/ChineseWordCloud

Word Cloud for Chinese Text Corpus (中文词云制作)

Primary LanguagePythonApache License 2.0Apache-2.0

ChineseWordCloud

Example Results

If we use some transcripts of movies (i.e., example.txt), we can get the following word clouds.

alt text alt text

Ideas

It creates the word cloud for Chinese text corpus. The layout and color of the word cloud is fit to the background templates (accept .png and .jpg files).

First, the input text is tokenized into different words. Second, stopwods will be filtered before we count the frequency. In the end, word clouds based on different background templates are generated. The output files are generated and named based on the templage names.

File structure

|-ChineseWordCloud
  |-create_word_cloud.py
  |-data
    |-stopwords.txt
    |-templates
      |-love.png
      |-color_love.png
  |-fonts
    |-STFangSong.ttf

Usage

Install the required packages through pip

pip install -r requirements.txt

The input file can be specified in the command line as follows.

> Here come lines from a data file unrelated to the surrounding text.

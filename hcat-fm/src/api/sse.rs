//! Server-Sent Events for moderation activity

use axum::{
    extract::State,
    response::sse::{Event, Sse},
};
use futures::stream::Stream;
use std::convert::Infallible;

use crate::AppState;

/// GET /events
///
/// Streams `FeedbackSubmitted` and `FeedbackReviewed`. Browsers' EventSource
/// cannot send an Authorization header, so events carry ids and statuses
/// only.
pub async fn event_stream(
    State(state): State<AppState>,
) -> Sse<impl Stream<Item = Result<Event, Infallible>>> {
    hcat_common::sse::create_event_sse_stream(&state.event_bus, crate::MODULE_NAME)
}
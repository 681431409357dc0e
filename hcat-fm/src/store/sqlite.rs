//! SQLite-backed artifact and feedback stores
//!
//! Review commits run inside one transaction whose first statement is the
//! conditional status update, so the write lock is taken before anything is
//! read and concurrent reviews serialize on it.

use async_trait::async_trait;
use chrono::{DateTime, Utc};
use hcat_common::models::{
    Artifact, ArtifactImage, Feedback, FeedbackStatus, FeedbackType, Identity, SuggestedChanges,
    SuggestedImage,
};
use hcat_common::time::{parse_db_timestamp, to_db_timestamp};
use hcat_common::{Error, Result};
use sqlx::sqlite::SqliteRow;
use sqlx::{Row, SqliteConnection, SqlitePool};
use tracing::debug;
use uuid::Uuid;

use super::{ArtifactStore, FeedbackFilter, FeedbackStore, FeedbackTally, ReviewStamp};
use crate::merge::ArtifactPatch;
use crate::validator::FeedbackDraft;

const FEEDBACK_COLUMNS: &str = "id, artifact_id, user_id, username, feedback_type, status, \
     suggested_changes, suggested_images, reviewed_by, review_note, reviewed_at, created_at";

/// Implements both [`ArtifactStore`] and [`FeedbackStore`] over one pool
#[derive(Clone)]
pub struct SqliteStore {
    db: SqlitePool,
}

python create_word_cloud.py example.txt

The default output will be

love_example.png
color_love_example.png

Advanced Usages

More Backgraound Templates

Please put your new pictures under ./data/templates/. Both png and jpeg files are accepted.

Different Fonts

Please modify the font_filename in the python script.

Notes

This is a part of 2017 birthday gifts to my wife :).